With great trepidation, on the next contraction, I answered the call. I finally surrendered my resistance and said YES to this hidden force. I felt my connection to my inner power. I realised that I could do it; I could handle all this energy and still survive. Within minutes, my baby started to be released from my body and less than twenty minutes later she was born safely into my eager hands. My euphoria soared as I experienced the ecstasy of achievement. I had accessed my hidden power to birth my baby fully naturally with no pain relief or medical procedures. Even though it was my first child, my perineum had stretched beautifully, accommodating her passage without tearing. Ten minutes later, my body once again responded with its natural physiology to spontaneously eject the placenta with minimal bleeding.
The context of this birth was that my baby was breech and I was having a home birth against all medical and social advice. Contrary to most other people, I did not trust hospitals and doctors due to past negative experiences and I wanted to avoid a surgical birth at all costs. Additionally I had learnt during my holistic therapy training of the connection between the mind and body and the art of manifestation. I had read many books that taught the importance of natural birth to the baby and I truly believed that birth was a natural not a medical event.
Additionally during my daughter’s birth, I had learned something about the process of birth and myself. I had learned that hidden deep in my female physiology lay a fierce and immense power and if I had it then other women had it too. I felt like I had uncovered a secret, a secret that I knew many other women had not yet learned. I knew something that no man could ever know or experience and I knew that is why the male dominated medical model of birth is so unsuccessful. I was passionate in a way that I had never experienced before.

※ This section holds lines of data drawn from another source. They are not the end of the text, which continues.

//! Equatorial → horizontal conversion.
//!
//! The hour angle is built from the local mean sidereal time, and the hour-angle unit vector is
//! rotated about the east-west axis by the observer's colatitude. In the resulting frame `x`
//! points to the south point, `y` to the west point and `z` to the zenith, so the azimuth comes
//! out measured from the south, westward.

use nalgebra::{Rotation3, Vector3};

use crate::constants::{Celsius, Degree, HectoPascal, JulianDay, RADEG};
use crate::coordinates::EquatorCoord;
use crate::ephemeris::{GeoPosition, HorizontalPosition};
use crate::time::local_mean_sidereal_time;

/// Apparent altitudes are only corrected down to this true altitude.
const REFRACTION_FLOOR: Degree = -2.0;

/// Rotation taking hour-angle frame vectors into the horizon frame for a latitude (radians).
fn hour_angle_to_horizon(latitude: f64) -> Rotation3<f64> {
    Rotation3::from_axis_angle(&Vector3::y_axis(), latitude - std::f64::consts::FRAC_PI_2)
}

/// Atmospheric refraction in degrees for a true altitude (Saemundsson).
///
/// Scaled by pressure and temperature; zero pressure means no atmosphere.
pub fn refraction(true_altitude: Degree, pressure: HectoPascal, temperature: Celsius) -> Degree {
    if pressure <= 0.0 || true_altitude < REFRACTION_FLOOR {
        return 0.0;
    }
    let arg = (true_altitude + 10.3 / (true_altitude + 5.11)) * RADEG;
    let arcmin = 1.02 / arg.tan();
    arcmin / 60.0 * (pressure / 1010.0) * (283.0 / (273.0 + temperature))
}

/// Azimuth, true altitude and apparent altitude of an equatorial coordinate.
///
/// Arguments
/// -----------------
/// * `jd`: Julian day (UT) of the observation.
/// * `geopos`: Observer location; the altitude above sea level is ignored at this precision.
/// * `coord`: Right ascension / declination in **degrees**.
/// * `pressure`, `temperature`: Atmosphere used for the apparent altitude; pass `0.0` for none.
///
/// Return
/// ----------
/// * A [`HorizontalPosition`] with azimuth from the south point, westward, in `[0, 360)`.
pub fn equatorial_to_horizontal(
    jd: JulianDay,
    geopos: &GeoPosition,
    coord: &EquatorCoord,
    pressure: HectoPascal,
    temperature: Celsius,
) -> HorizontalPosition {
    let lst = local_mean_sidereal_time(jd, geopos.location.longitude_rad());
    let hour_angle = lst - coord.ra * RADEG;
    let decl = coord.decl * RADEG;

    let hour_angle_vec = Vector3::new(
        decl.cos() * hour_angle.cos(),
        decl.cos() * hour_angle.sin(),
        decl.sin(),
    );
    let horizon_vec = hour_angle_to_horizon(geopos.location.latitude_rad()) * hour_angle_vec;

    let azimuth = horizon_vec.y.atan2(horizon_vec.x).to_degrees().rem_euclid(360.0);
    let true_altitude = horizon_vec.z.clamp(-1.0, 1.0).asin().to_degrees();

    HorizontalPosition {
        azimuth,
        true_altitude,
        apparent_altitude: true_altitude + refraction(true_altitude, pressure, temperature),
    }
}
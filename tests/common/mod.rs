#![allow(dead_code)]

use std::collections::HashMap;

use astrolog::astrolog_errors::EngineError;
use astrolog::celestial::catalog::BodyId;
use astrolog::constants::{Celsius, HectoPascal, JulianDay, Meter};
use astrolog::coordinates::GeoLocation;
use astrolog::ephemeris::{
    CalcFlags, EphemerisEngine, EphemerisSource, GeoPosition, NodApsFlags, RawPosition,
    RiseTransFlags, TransitTarget,
};
use astrolog::time::{julday, CalendarDate};
use astrolog::transit::TransitKind;

/// Frame (longitude, latitude) active when a call was made.
pub type FrameAtCall = Option<(f64, f64)>;

#[derive(Debug, Clone, PartialEq)]
pub enum Call {
    SetFrame {
        longitude: f64,
        latitude: f64,
        altitude: Meter,
    },
    SetSource(EphemerisSource),
    Body {
        jd: JulianDay,
        body: BodyId,
        flags: CalcFlags,
        frame: FrameAtCall,
    },
    Star {
        designator: String,
        jd: JulianDay,
        flags: CalcFlags,
        frame: FrameAtCall,
    },
    FocalPoint {
        jd: JulianDay,
        body: BodyId,
        method: NodApsFlags,
        flags: CalcFlags,
        frame: FrameAtCall,
    },
    Search {
        start: JulianDay,
        target: Target,
        event: RiseTransFlags,
        longitude: f64,
        latitude: f64,
        altitude: Meter,
        pressure: HectoPascal,
        temperature: Celsius,
        flags: CalcFlags,
    },
}

#[derive(Debug, Clone, PartialEq)]
pub enum Target {
    Body(BodyId),
    Star(String),
}

/// Recording engine: positions are derived from the active frame so that a query run under
/// another observer's frame is visible in its result.
#[derive(Debug, Default)]
pub struct MockEngine {
    pub calls: Vec<Call>,
    pub frame: Option<GeoLocation>,
    pub answers: HashMap<TransitKind, JulianDay>,
    pub failure: Option<EngineError>,
    pub panic_on_query: bool,
}

impl MockEngine {
    pub fn new() -> Self {
        MockEngine::default()
    }

    pub fn failing(error: EngineError) -> Self {
        MockEngine {
            failure: Some(error),
            ..Default::default()
        }
    }

    /// Script the engine's answer for one event kind; unscripted kinds are "not found".
    pub fn answer(mut self, kind: TransitKind, jd: JulianDay) -> Self {
        self.answers.insert(kind, jd);
        self
    }

    pub fn search_calls(&self) -> Vec<&Call> {
        self.calls
            .iter()
            .filter(|c| matches!(c, Call::Search { .. }))
            .collect()
    }

    fn frame_at_call(&self) -> FrameAtCall {
        self.frame.map(|f| (f.longitude(), f.latitude()))
    }

    fn check(&self) -> Result<GeoLocation, EngineError> {
        if self.panic_on_query {
            panic!("engine crashed");
        }
        if let Some(err) = &self.failure {
            return Err(err.clone());
        }
        self.frame
            .ok_or_else(|| EngineError::Computation("topocentric frame not set".into()))
    }

    fn kind_of(event: RiseTransFlags) -> TransitKind {
        if event.contains(RiseTransFlags::RISE) {
            TransitKind::Rise
        } else if event.contains(RiseTransFlags::SET) {
            TransitKind::Set
        } else if event.contains(RiseTransFlags::MTRANSIT) {
            TransitKind::UpperTransit
        } else {
            TransitKind::LowerTransit
        }
    }
}

/// Longitude/latitude produced by [`MockEngine`] for an observer and an offset.
pub fn expected_lon_lat(location: &GeoLocation, offset: f64) -> (f64, f64) {
    (
        (location.longitude() + offset).rem_euclid(360.0),
        location.latitude() / 2.0,
    )
}

fn frame_offset(flags: CalcFlags) -> f64 {
    if flags.contains(CalcFlags::EQUATORIAL) {
        100.0
    } else {
        0.0
    }
}

impl EphemerisEngine for MockEngine {
    fn set_topocentric_frame(&mut self, location: &GeoLocation, altitude: Meter) {
        self.calls.push(Call::SetFrame {
            longitude: location.longitude(),
            latitude: location.latitude(),
            altitude,
        });
        self.frame = Some(*location);
    }

    fn set_ephemeris_source(&mut self, source: &EphemerisSource) -> Result<(), EngineError> {
        self.calls.push(Call::SetSource(source.clone()));
        match source {
            EphemerisSource::Jpl(file) if file == "missing.eph" => {
                Err(EngineError::DataFileMissing(file.clone()))
            }
            _ => Ok(()),
        }
    }

    fn body_position(
        &mut self,
        jd: JulianDay,
        body: BodyId,
        flags: CalcFlags,
    ) -> Result<RawPosition, EngineError> {
        self.calls.push(Call::Body {
            jd,
            body,
            flags,
            frame: self.frame_at_call(),
        });
        let frame = self.check()?;
        let (lon, lat) = expected_lon_lat(&frame, body.code() as f64 + frame_offset(flags));
        Ok(RawPosition::new(lon, lat, 1.0))
    }

    fn fixed_star_position(
        &mut self,
        designator: &str,
        jd: JulianDay,
        flags: CalcFlags,
    ) -> Result<RawPosition, EngineError> {
        self.calls.push(Call::Star {
            designator: designator.to_string(),
            jd,
            flags,
            frame: self.frame_at_call(),
        });
        let frame = self.check()?;
        let (lon, lat) = expected_lon_lat(&frame, 50.0 + frame_offset(flags));
        Ok(RawPosition::new(lon, lat, 1.0e6))
    }

    fn focal_point_position(
        &mut self,
        jd: JulianDay,
        body: BodyId,
        method: NodApsFlags,
        flags: CalcFlags,
    ) -> Result<RawPosition, EngineError> {
        self.calls.push(Call::FocalPoint {
            jd,
            body,
            method,
            flags,
            frame: self.frame_at_call(),
        });
        let frame = self.check()?;
        let mean = if method.contains(NodApsFlags::MEAN) { 1.0 } else { 0.0 };
        let (lon, lat) = expected_lon_lat(
            &frame,
            180.0 + body.code() as f64 + mean + frame_offset(flags),
        );
        Ok(RawPosition::new(lon, lat, 2.0))
    }

    fn search_transit_event(
        &mut self,
        start: JulianDay,
        target: TransitTarget<'_>,
        event: RiseTransFlags,
        geopos: &GeoPosition,
        pressure: HectoPascal,
        temperature: Celsius,
        flags: CalcFlags,
    ) -> Result<Option<JulianDay>, EngineError> {
        self.calls.push(Call::Search {
            start,
            target: match target {
                TransitTarget::Body(id) => Target::Body(id),
                TransitTarget::Star(name) => Target::Star(name.to_string()),
            },
            event,
            longitude: geopos.location.longitude(),
            latitude: geopos.location.latitude(),
            altitude: geopos.altitude,
            pressure,
            temperature,
            flags,
        });
        if let Some(err) = &self.failure {
            return Err(err.clone());
        }
        Ok(self.answers.get(&MockEngine::kind_of(event)).copied())
    }
}

pub fn paris() -> GeoLocation {
    GeoLocation::new(2.3522, 48.8566).unwrap()
}

pub fn tromso() -> GeoLocation {
    GeoLocation::new(18.9553, 69.6492).unwrap()
}

pub fn date(year: i32, month: u8, day: u8) -> CalendarDate {
    CalendarDate::new(year, month, day).unwrap()
}

/// Julian day of `hour` on the given calendar day.
pub fn jd_at(year: i32, month: u8, day: u8, hour: f64) -> JulianDay {
    julday(&date(year, month, day), hour)
}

Just slightly below my level of conscious awareness, I knew that I had stumbled on my very reason for being.
I immediately wanted to shout it to the world. I wanted to reveal its mysteries to all the women in my life because I wanted them to share in the euphoria and transformation that I had experienced. When I tried to impart this knowledge, I found that no one was listening. I found that the conditioning and programming around birth was so deeply ingrained that most women could not even fathom what I was talking about. I saw that a deep fear and resistance stopped them from even trying.
It seemed incredulous that strong, successful women believed they couldn’t do it when it came to birth. I struggled to understand why so many gave up the opportunity to experience their inner strength and access their sacred inner wisdom. I felt frustrated by a society and culture that actively encouraged this disempowerment and felt angry with those who chose to profit financially from the business of birth.
The Goddess exists for us all, it is time to reclaim her in the process of birth!